AI will change the way blind people see the world | Wired

To celebrate her 38th birthday, Chela Robles and her family went to her favorite bakery, One House in Benicia (California, USA) for a steak sandwich. Brownies. On the way home, he touched a small touch screen on his temple and described the outside world. „A cloudy sky,” was the reply he got through his Google Glass smart glasses.

Robles lost sight in his left eye at age 28 and his right eye a year later. Blindness, he says, results in missing small details that help people relate to each other, such as facial expressions and cues. For example, her father tells many ironic jokes, so she doesn’t always know when he’s being serious. „If a picture can tell a thousand words, how many words does an expression communicate,” he commented.

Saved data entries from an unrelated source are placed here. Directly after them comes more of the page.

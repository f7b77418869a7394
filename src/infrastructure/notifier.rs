//! 目录监听 - 基础设施层
//!
//! 监听输入目录的新建事件，只负责唤醒后台循环。
//! 回调线程除了设置唤醒信号外不接触任何状态。

use std::path::Path;
use std::sync::Arc;

use notify::event::ModifyKind;
use notify::{Event, EventKind, RecommendedWatcher, RecursiveMode, Watcher};
use tokio::sync::Notify;
use tracing::{debug, warn};

use crate::error::AppResult;

/// 输入目录监听器
///
/// 持有期间事件有效，drop 即停止监听
pub struct DirectoryNotifier {
    _watcher: RecommendedWatcher,
}

impl DirectoryNotifier {
    /// 开始监听目录
    ///
    /// # 参数
    /// - `dir`: 输入目录
    /// - `wake`: 有新文件时调用 `notify_one`
    pub fn watch(dir: &Path, wake: Arc<Notify>) -> AppResult<Self> {
        let mut watcher = notify::recommended_watcher(move |res: notify::Result<Event>| {
            match res {
                Ok(event) if is_arrival(&event.kind) => {
                    debug!("检测到新文件: {:?}", event.paths);
                    wake.notify_one();
                }
                Ok(_) => {}
                Err(e) => warn!("⚠️ 目录监听事件错误: {}", e),
            }
        })?;
        watcher.watch(dir, RecursiveMode::NonRecursive)?;

        Ok(Self { _watcher: watcher })
    }
}

/// 新建文件或重命名进入目录都视为新文件到达
fn is_arrival(kind: &EventKind) -> bool {
    matches!(
        kind,
        EventKind::Create(_) | EventKind::Modify(ModifyKind::Name(_))
    )
}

AI at the service of the visually impaired

Robles tried a few services that put her in touch with people looking for help. But in April he signed up for the experiment Ask Envision, an artificial intelligence assistant using OpenAI’s GPT-4, a multi-model system capable of capturing images and text and providing conversational responses. It is one of many assistive products for blind people who are beginning to integrate language patterns, with the promise of providing more visual detail about the world around them, and greater independence.

Envision was launched in 2018 Processor of Skilled Read the text on the photos in early 2021, in Google Glass. Earlier this year, the company began integrating an open-source conversational model that answers basic questions. Later, Envision incorporated OpenAI’s GPT-4 for image-to-text descriptions.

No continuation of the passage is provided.